◆ **Brief**
Every line from the first one in the listing down to the line with "Number of packets" should be restated word for word.

◆ **Data supplied**
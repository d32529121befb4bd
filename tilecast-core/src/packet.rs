//! Payload chunking sized to the device's receive buffer.

use bytes::Bytes;

use crate::error::TileError;

/// Bytes per packed color; packets never split one.
pub const COLOR_BYTES: usize = 2;

/// Packet size used by the classic firmware.
pub const CLASSIC_PACKET_SIZE: usize = 32;

/// Packet size used by the live-capture firmware.
pub const LIVE_PACKET_SIZE: usize = 256;

/// Splits payloads into packets of at most `size` bytes.
#[derive(Debug, Clone, Copy)]
pub struct Packetizer {
    size: usize,
}

impl Packetizer {
    /// Odd sizes are rounded down to a whole number of colors.
    pub fn new(size: usize) -> Result<Self, TileError> {
        let size = size - size % COLOR_BYTES;
        if size == 0 {
            return Err(TileError::Precondition(format!(
                "packet size must hold at least one {COLOR_BYTES}-byte color"
            )));
        }
        Ok(Self { size })
    }

    pub fn size(&self) -> usize {
        self.size
    }

    /// Number of packets `len` bytes occupy.
    pub fn count(&self, len: usize) -> usize {
        len.div_ceil(self.size)
    }

    /// Zero-copy packet views over `payload`. Empty input yields none.
    pub fn split(&self, payload: &Bytes) -> Vec<Bytes> {
        (0..payload.len())
            .step_by(self.size)
            .map(|start| payload.slice(start..(start + self.size).min(payload.len())))
            .collect()
    }
}
//! Host-side protocol engine.
//!
//! The device drives the session; the host only answers:
//!
//! ```text
//!   AwaitFrame ──0xFF──► ReadCommand ──opcode──► Dispatch ──┬──► AwaitFrame
//!       ▲  │                                                 │
//!       │  └─ other bytes: device text, echoed to the log    └──► Terminated
//!       └──────────────── recovered faults (NAK / timeout) ◄──────┘
//! ```
//!
//! Faults the device can cause (bad opcode, bad index, capture failure, a
//! stalled transfer) are logged and the loop goes back to waiting for the
//! next frame. Transport failures end the session with an error.

pub mod text;
pub mod transfer;

pub use text::DeviceText;
pub use transfer::{AckedTransfer, TransferStep};

use std::fmt;
use std::future::Future;
use std::sync::Arc;
use std::time::Duration;

use bytes::Bytes;
use tokio_util::sync::CancellationToken;
use tracing::{debug, error, info, trace, warn};

use crate::catalog::{Catalog, CatalogEntry, DisplaySurface, Placement};
use crate::color::{ByteOrder, ColorReducer};
use crate::error::TileError;
use crate::packet::{CLASSIC_PACKET_SIZE, Packetizer};
use crate::pixel::CaptureSource;
use crate::protocol::{ACK, Command, FRAME_DELIMITER, Generation, NAK};
use crate::transport::Transport;

// ── SessionConfig ────────────────────────────────────────────────

/// Per-deployment protocol settings.
#[derive(Debug, Clone)]
pub struct SessionConfig {
    pub generation: Generation,
    /// Maximum packet length in bytes.
    pub packet_size: usize,
    /// Per-read deadline; `None` blocks forever.
    pub read_timeout: Option<Duration>,
    /// Surface live-capture regions are centered on.
    pub display: DisplaySurface,
    /// Byte order for colors produced during the session.
    pub byte_order: ByteOrder,
}

impl Default for SessionConfig {
    fn default() -> Self {
        Self {
            generation: Generation::Classic,
            packet_size: CLASSIC_PACKET_SIZE,
            read_timeout: Some(Duration::from_secs(5)),
            display: DisplaySurface::default(),
            byte_order: ByteOrder::LowFirst,
        }
    }
}

// ── SessionState ─────────────────────────────────────────────────

#[derive(Debug, Clone, Copy, PartialEq, Eq)]
pub enum SessionState {
    AwaitFrame,
    ReadCommand,
    Dispatch(Command),
    Terminated,
}

impl fmt::Display for SessionState {
    fn fmt(&self, f: &mut fmt::Formatter<'_>) -> fmt::Result {
        match self {
            SessionState::AwaitFrame => write!(f, "AwaitFrame"),
            SessionState::ReadCommand => write!(f, "ReadCommand"),
            SessionState::Dispatch(cmd) => write!(f, "Dispatch({cmd})"),
            SessionState::Terminated => write!(f, "Terminated"),
        }
    }
}

/// How a session ended.
#[derive(Debug, Clone, Copy, PartialEq, Eq)]
pub enum SessionEnd {
    /// The device sent the terminate opcode.
    Terminated,
    /// The host cancelled between frames or packets.
    Cancelled,
}

/// Counters reported when a session ends.
#[derive(Debug, Clone, Copy, PartialEq, Eq, Default)]
pub struct SessionStats {
    pub commands: u64,
    /// Catalog entries or captures transferred in full.
    pub units_served: u64,
    /// Individual writes: placement bytes, headers and packets.
    pub writes: u64,
    pub packets_sent: u64,
    pub naks: u64,
    pub faults: u64,
}

#[derive(Debug, Clone, Copy, PartialEq, Eq)]
pub struct SessionSummary {
    pub end: SessionEnd,
    pub stats: SessionStats,
}

enum Flow {
    Continue,
    Terminate,
}

// ── Session ──────────────────────────────────────────────────────

/// One device session over a single-owner transport.
pub struct Session<T> {
    transport: T,
    catalog: Arc<Catalog>,
    capture: Option<CaptureSource>,
    config: SessionConfig,
    packetizer: Packetizer,
    cancel: CancellationToken,
    state: SessionState,
    stats: SessionStats,
    text: DeviceText,
}

impl<T: Transport> Session<T> {
    pub fn new(transport: T, catalog: Arc<Catalog>, config: SessionConfig) -> Result<Self, TileError> {
        let packetizer = Packetizer::new(config.packet_size)?;
        // Classic firmware only understands tile placements.
        if config.generation == Generation::Classic
            && catalog
                .iter()
                .any(|e| matches!(e.placement, Placement::Region(_)))
        {
            return Err(TileError::Precondition(
                "region entries need the live protocol generation".into(),
            ));
        }
        Ok(Self {
            transport,
            catalog,
            capture: None,
            config,
            packetizer,
            cancel: CancellationToken::new(),
            state: SessionState::AwaitFrame,
            stats: SessionStats::default(),
            text: DeviceText::default(),
        })
    }

    /// Hand the session a capture source for the live-capture command.
    /// It is released when the session is dropped.
    pub fn with_capture(mut self, capture: CaptureSource) -> Self {
        self.capture = Some(capture);
        self
    }

    /// Stop the session from outside. Observed between frames and
    /// between packets, never mid-packet.
    pub fn with_cancellation(mut self, token: CancellationToken) -> Self {
        self.cancel = token;
        self
    }

    pub fn state(&self) -> SessionState {
        self.state
    }

    pub fn stats(&self) -> SessionStats {
        self.stats
    }

    pub fn into_transport(self) -> T {
        self.transport
    }

    /// Serve the device until it terminates, the host cancels, or the
    /// transport fails.
    pub async fn run(&mut self) -> Result<SessionSummary, TileError> {
        info!(
            "session started: {} protocol, {} catalog entries, {}-byte packets",
            self.config.generation,
            self.catalog.len(),
            self.packetizer.size()
        );

        let end = loop {
            match self.serve_frame().await {
                Ok(Flow::Continue) => {}
                Ok(Flow::Terminate) => break SessionEnd::Terminated,
                Err(TileError::Cancelled) => break SessionEnd::Cancelled,
                Err(e) if e.is_recoverable() => {
                    self.stats.faults += 1;
                    warn!("{}: {e}", self.state);
                }
                Err(e) => {
                    self.text.flush();
                    error!("session aborted in {}: {e}", self.state);
                    return Err(e);
                }
            }
        };

        self.text.flush();
        self.state = SessionState::Terminated;
        info!(
            "session ended ({end:?}): {} commands, {} units served, {} writes, {} packets, {} NAKs, {} faults",
            self.stats.commands,
            self.stats.units_served,
            self.stats.writes,
            self.stats.packets_sent,
            self.stats.naks,
            self.stats.faults
        );
        Ok(SessionSummary {
            end,
            stats: self.stats,
        })
    }

    /// One pass of the state machine: frame, command, handler.
    async fn serve_frame(&mut self) -> Result<Flow, TileError> {
        self.state = SessionState::AwaitFrame;
        let cancel = self.cancel.clone();
        tokio::select! {
            biased;
            _ = cancel.cancelled() => return Err(TileError::Cancelled),
            r = self.await_frame() => r?,
        }

        self.state = SessionState::ReadCommand;
        let opcode = self.read_byte().await?;
        let command = match Command::decode(opcode, self.config.generation) {
            Ok(cmd) => cmd,
            Err(e) => {
                self.nak().await?;
                return Err(e);
            }
        };

        self.state = SessionState::Dispatch(command);
        self.stats.commands += 1;
        match command {
            Command::QueryCount => self.query_count().await?,
            Command::FetchUnit => self.fetch_unit().await?,
            Command::LiveCapture => self.live_capture().await?,
            Command::Terminate => {
                info!("HOST: terminate");
                return Ok(Flow::Terminate);
            }
        }
        Ok(Flow::Continue)
    }

    /// Echo device text until the frame delimiter arrives.
    async fn await_frame(&mut self) -> Result<(), TileError> {
        loop {
            // Blocking transports may never return Pending.
            if self.cancel.is_cancelled() {
                return Err(TileError::Cancelled);
            }
            match self.read_byte().await {
                Ok(FRAME_DELIMITER) => {
                    self.text.flush();
                    return Ok(());
                }
                Ok(b) => self.text.push(b),
                Err(TileError::Timeout(_)) => {
                    // Idle device; nothing is outstanding.
                    self.text.flush();
                    trace!("no frame yet");
                    tokio::task::yield_now().await;
                }
                Err(e) => return Err(e),
            }
        }
    }

    // ── Handlers ─────────────────────────────────────────────────

    async fn query_count(&mut self) -> Result<(), TileError> {
        // Catalog construction caps the length at u16::MAX.
        let count = self.catalog.len() as u16;
        info!("HOST: QueryCount -> {count}");
        self.transport.write_all(&count.to_le_bytes()).await?;
        self.transport.flush().await
    }

    async fn fetch_unit(&mut self) -> Result<(), TileError> {
        let mut raw = [0u8; 2];
        self.read_exact(&mut raw).await?;
        let index = u16::from_le_bytes(raw);
        info!("HOST: FetchUnit index={index}");

        let entry = match self.catalog.get(index) {
            Ok(entry) => entry.clone(),
            Err(e) => {
                self.nak().await?;
                return Err(e);
            }
        };
        let packets = self.send_entry(&entry).await?;
        info!("HOST: unit {index} ({}) complete, {packets} packets", entry.placement);
        Ok(())
    }

    async fn live_capture(&mut self) -> Result<(), TileError> {
        info!("HOST: LiveCapture");
        let entry = match self.capture_region().await {
            Ok(entry) => entry,
            Err(e) => {
                self.nak().await?;
                return Err(e);
            }
        };
        let packets = self.send_entry(&entry).await?;
        info!(
            "HOST: live {} complete, {} bytes in {packets} packets",
            entry.placement,
            entry.payload.len()
        );
        Ok(())
    }

    /// Grab a frame on the blocking pool and turn it into a region.
    async fn capture_region(&mut self) -> Result<CatalogEntry, TileError> {
        let mut capture = self
            .capture
            .take()
            .ok_or_else(|| TileError::Capture("no capture source configured".into()))?;
        let (capture, planes) = tokio::task::spawn_blocking(move || {
            let planes = capture.capture();
            (capture, planes)
        })
        .await
        .map_err(|e| TileError::Capture(format!("capture task failed: {e}")))?;
        self.capture = Some(capture);

        let planes = planes.map_err(|e| match e {
            TileError::Capture(_) => e,
            other => TileError::Capture(other.to_string()),
        })?;
        CatalogEntry::region(
            &planes,
            self.config.display,
            ColorReducer::new(self.config.byte_order),
        )
        .map_err(|e| TileError::Capture(e.to_string()))
    }

    // ── Transfer ─────────────────────────────────────────────────

    /// Send placement header and payload packets, each gated on an ACK.
    /// Returns the number of payload packets sent.
    async fn send_entry(&mut self, entry: &CatalogEntry) -> Result<usize, TileError> {
        let mut units = Vec::with_capacity(2 + self.packetizer.count(entry.payload.len()));
        match entry.placement {
            Placement::Tile { x, y } => {
                units.push(Bytes::copy_from_slice(&[x]));
                units.push(Bytes::copy_from_slice(&[y]));
            }
            Placement::Region(r) => {
                // Catalog construction caps region payloads at u16::MAX.
                let [lo, hi] = (entry.payload.len() as u16).to_le_bytes();
                units.push(Bytes::copy_from_slice(&[r.x0, r.y0, r.x1, r.y1, lo, hi]));
                // Second ACK: device ready for the payload.
                units.push(Bytes::new());
            }
        }
        let header_units = units.len();
        units.extend(self.packetizer.split(&entry.payload));

        let mut transfer = AckedTransfer::new(units);
        loop {
            match transfer.next_step() {
                TransferStep::Send(unit) => {
                    self.transport.write_all(&unit).await?;
                    self.transport.flush().await?;
                    self.stats.writes += 1;
                    trace!("sent unit {} ({} bytes)", transfer.acknowledged(), unit.len());
                }
                TransferStep::AwaitAck => {
                    self.await_ack().await?;
                    transfer.acknowledge()?;
                    if self.cancel.is_cancelled() && !transfer.is_done() {
                        debug!(
                            "transfer stopped after {}/{} units",
                            transfer.acknowledged(),
                            transfer.total()
                        );
                        return Err(TileError::Cancelled);
                    }
                }
                TransferStep::Done => break,
            }
        }

        let packets = transfer.total() - header_units;
        self.stats.packets_sent += packets as u64;
        self.stats.units_served += 1;
        Ok(packets)
    }

    async fn await_ack(&mut self) -> Result<(), TileError> {
        let skipped = within(self.config.read_timeout, self.transport.read_until(ACK)).await?;
        if !skipped.is_empty() {
            self.text.extend(&skipped);
            self.text.flush();
        }
        Ok(())
    }

    async fn nak(&mut self) -> Result<(), TileError> {
        self.stats.naks += 1;
        self.transport.write_all(&[NAK]).await?;
        self.transport.flush().await
    }

    // ── Timed reads ──────────────────────────────────────────────

    async fn read_byte(&mut self) -> Result<u8, TileError> {
        within(self.config.read_timeout, self.transport.read_byte()).await
    }

    async fn read_exact(&mut self, buf: &mut [u8]) -> Result<(), TileError> {
        within(self.config.read_timeout, self.transport.read_exact(buf)).await
    }
}

/// Bound `op` by `limit`, mapping expiry to [`TileError::Timeout`].
async fn within<R>(
    limit: Option<Duration>,
    op: impl Future<Output = Result<R, TileError>>,
) -> Result<R, TileError> {
    match limit {
        Some(limit) => tokio::time::timeout(limit, op)
            .await
            .map_err(|_| TileError::Timeout(limit))?,
        None => op.await,
    }
}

◆ **Answer space**
repository d32529121befb4bd
filename tilecast-core/src/packet.rs
//! Payload chunking sized to the device's receive buffer.

use bytes::Bytes;

use crate::error::TileError;

/// Bytes per packed color; packets never split one.
pub const COLOR_BYTES: usize = 2;

/// Packet size used by the classic firmware.
pub const CLASSIC_PACKET_SIZE: usize = 32;

/// Packet size used by the live-capture firmware.
pub const LIVE_PACKET_SIZE: usize = 256;

/// Splits payloads into packets of at most `size` bytes.
#[derive(Debug, Clone, Copy)]
pub struct Packetizer {
    size: usize,
}

impl Packetizer {
    /// Odd sizes are rounded down to a whole number of colors.
    pub fn new(size: usize) -> Result<Self, TileError> {
        let size = size - size % COLOR_BYTES;
        if size == 0 {
            return Err(TileError::Precondition(format!(
                "packet size must hold at least one {COLOR_BYTES}-byte color"
            )));
        }
        Ok(Self { size })
    }

    pub fn size(&self) -> usize {
        self.size
    }

    /// Number of packets `len` bytes occupy.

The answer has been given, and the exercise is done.